If a developer is writing a class that prints 10 log statements one after another,  these log statements should be combined into a single statement.  Admins don’t really care to see every step of your algorithm described, that’s not why you pay them to maintain the system.

#9. Don’t Use Logs for Range Checking – There’s a certain kind of logging that creeps into a system that has more to do with bad input than anything else.  If you find yourself constantly hitting NullPointerExceptions in something like Java you may end up trying to print out variables to help you evaluate how things failed in production.  After a few years of this, you’ll end up with a production system that logs the value of every variable in the system on every request.

You’ll end up with this:

Customer logged in value: { customer: { id: 3, name: "Charles", ......}
Purchasing products: { product: { id: 32, manufacturer: { id: 53, name: "Toyota"....}
Running through a list of orders: [ { order: { id: 325... }, { order: { id:2003...} ]

…and so on.  In fact, you may end up serializing the entire contents of your database to your log files using this method.

Programmers are usually doing this because they are trying to diagnose problems caused by bad input.  For example, if you read a customer record from the database, maybe you’ll just log the value of the customer record somewhere in the log so you can have it available when you are debugging some production failure. Have a process that takes a customer and a product, well why not print out both in the log just in case we need them.   There are issues with customer records have null values, so… don’t do this, just create better database constraints.

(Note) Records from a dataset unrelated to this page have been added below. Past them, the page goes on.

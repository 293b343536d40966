use crate::store::StoreError;

const SEPARATOR: char = ':';

fn component<'a>(name: &str, value: &'a str) -> Result<&'a str, StoreError> {
    if value.is_empty() {
        return Err(StoreError::Validation(format!("{name} must not be empty")));
    }
    if value.contains(SEPARATOR) {
        return Err(StoreError::Validation(format!(
            "{name} must not contain '{SEPARATOR}'"
        )));
    }
    Ok(value)
}

pub fn dataset_key(dataset_id: &str) -> Result<String, StoreError> {
    Ok(component("datasetId", dataset_id)?.to_string())
}

pub fn card_key(dataset_id: &str, card_id: &str) -> Result<String, StoreError> {
    Ok(format!(
        "{}:{}",
        component("datasetId", dataset_id)?,
        component("cardId", card_id)?
    ))
}

/// Prefix shared by every per-dataset key in `cards`, `card_states`,
/// `reviews` and `confusion_pairs`.
pub fn dataset_prefix(dataset_id: &str) -> Result<String, StoreError> {
    Ok(format!("{}:", component("datasetId", dataset_id)?))
}

pub fn card_state_key(dataset_id: &str, card_id: &str) -> Result<String, StoreError> {
    card_key(dataset_id, card_id)
}

pub fn review_key(
    dataset_id: &str,
    timestamp_ms: i64,
    review_id: &str,
) -> Result<String, StoreError> {
    let ts = timestamp_ms.max(0) as u64;
    let reverse_ts = u64::MAX - ts;
    Ok(format!(
        "{}:{:020}:{}",
        component("datasetId", dataset_id)?,
        reverse_ts,
        component("reviewId", review_id)?
    ))
}

/// Caller is expected to pass the ids already in canonical (sorted) order.
pub fn confusion_pair_key(
    dataset_id: &str,
    card_a: &str,
    card_b: &str,
) -> Result<String, StoreError> {
    Ok(format!(
        "{}:{}:{}",
        component("datasetId", dataset_id)?,
        component("cardA", card_a)?,
        component("cardB", card_b)?
    ))
}

pub const SETTINGS_KEY: &str = "app";

#[cfg(test)]
mod tests {
    use super::*;

    #[test]
    fn review_key_orders_by_time_desc() {
        let k_new = review_key("d1", 2000, "r2").unwrap();
        let k_old = review_key("d1", 1000, "r1").unwrap();
        assert!(k_new < k_old);
    }

    #[test]
    fn card_keys_share_dataset_prefix() {
        let prefix = dataset_prefix("d1").unwrap();
        assert!(card_key("d1", "c1").unwrap().starts_with(&prefix));
        assert!(!card_key("d10", "c1").unwrap().starts_with(&prefix));
    }

    #[test]
    fn separator_in_component_is_rejected() {
        assert!(matches!(
            card_key("d1", "bad:id"),
            Err(StoreError::Validation(_))
        ));
        assert!(matches!(dataset_key(""), Err(StoreError::Validation(_))));
    }
}
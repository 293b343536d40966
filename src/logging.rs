use tracing_appender::non_blocking::WorkerGuard;
use tracing_appender::rolling::{RollingFileAppender, Rotation};
use tracing_subscriber::{fmt, layer::SubscriberExt, util::SubscriberInitExt, EnvFilter, Registry};

use crate::config::Config;

/// sled 的 debug 日志非常吵，除非显式指定否则压到 warn
const QUIET_DEPENDENCIES: &str = "sled=warn,tokio_cron_scheduler=warn";

#[derive(Debug, Clone)]
pub struct LogConfig {
    pub log_level: String,
    pub enable_file_logs: bool,
    pub log_dir: String,
}

impl Default for LogConfig {
    fn default() -> Self {
        Self {
            log_level: "info".to_string(),
            enable_file_logs: false,
            log_dir: "./logs".to_string(),
        }
    }
}

impl From<&Config> for LogConfig {
    fn from(config: &Config) -> Self {
        Self {
            log_level: config.log_level.clone(),
            enable_file_logs: config.enable_file_logs,
            log_dir: config.log_dir.clone(),
        }
    }
}

fn build_filter(log_level: &str) -> EnvFilter {
    EnvFilter::try_from_default_env().unwrap_or_else(|_| {
        if log_level.contains('=') {
            EnvFilter::new(log_level)
        } else {
            EnvFilter::new(format!("{log_level},{QUIET_DEPENDENCIES}"))
        }
    })
}

/// Installs the global subscriber. The returned guard must be held for the
/// process lifetime when file logging is on, or buffered lines are lost.
pub fn init_tracing(config: &LogConfig) -> Option<WorkerGuard> {
    let stdout_layer = fmt::layer().with_target(true).with_thread_ids(false);
    let registry = Registry::default()
        .with(build_filter(&config.log_level))
        .with(stdout_layer);

    if config.enable_file_logs {
        let file_appender = match RollingFileAppender::builder()
            .rotation(Rotation::DAILY)
            .filename_prefix("memory-backend")
            .filename_suffix("log")
            .max_log_files(30)
            .build(&config.log_dir)
        {
            Ok(appender) => appender,
            Err(e) => panic!("Failed to create rolling file appender in {}: {e}", config.log_dir),
        };
        let (writer, guard) = tracing_appender::non_blocking(file_appender);
        let file_layer = fmt::layer().with_writer(writer).with_ansi(false).json();
        // 测试环境中全局 subscriber 可能已被设置，忽略该错误
        if let Err(e) = registry.with(file_layer).try_init() {
            if !e.to_string().contains("already") {
                panic!("Failed to initialize tracing with file logs: {e}");
            }
        }
        Some(guard)
    } else {
        if let Err(e) = registry.try_init() {
            if !e.to_string().contains("already") {
                panic!("Failed to initialize tracing: {e}");
            }
        }
        None
    }
}

#[cfg(test)]
mod tests {
    use super::*;

    #[test]
    fn init_is_idempotent() {
        let cfg = LogConfig::default();
        assert!(init_tracing(&cfg).is_none());
        assert!(init_tracing(&cfg).is_none());
    }

    #[test]
    fn file_logging_returns_guard() {
        let dir = tempfile::tempdir().unwrap();
        let cfg = LogConfig {
            log_level: "debug".to_string(),
            enable_file_logs: true,
            log_dir: dir.path().to_string_lossy().into_owned(),
        };
        assert!(init_tracing(&cfg).is_some());
    }
}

This is the fastest road to unintelligible log files, and it also hints at another problem.  You have awful data.  If you are dealing with user data, check it on the way in.   If you are dealing with a database, take some time to add constraints to the table so that you don’t have to test to see if everything is null.  It’s an unachievable ideal, I know, but you should strive for it.

#10. Evaluate Logs Often – The things described in this post are really logging policy, and no one has it.  This is why we have these production logging disasters, and this is why we create systems that are tough to understand in production. To prevent this, you should put the evaluation of logging on some sort of periodic schedule.  Once every month, or once every release you should have some metric that tells you if log volume has outpaced customer growth.

You should conduct some investigations into how useful or how wasteful your current approach to logging is.   You should have some policy document that defines what each level means.  What is a DEBUG message in your system?  What should be an ERROR?  What does it mean to throw a FATAL? Prior to every release you should do a quick “sanity check” to make sure that you haven’t added some ridiculous log statement that is going to make maintaining the system awful.

But… most people don’t do these things which is why production logs end up being a disaster.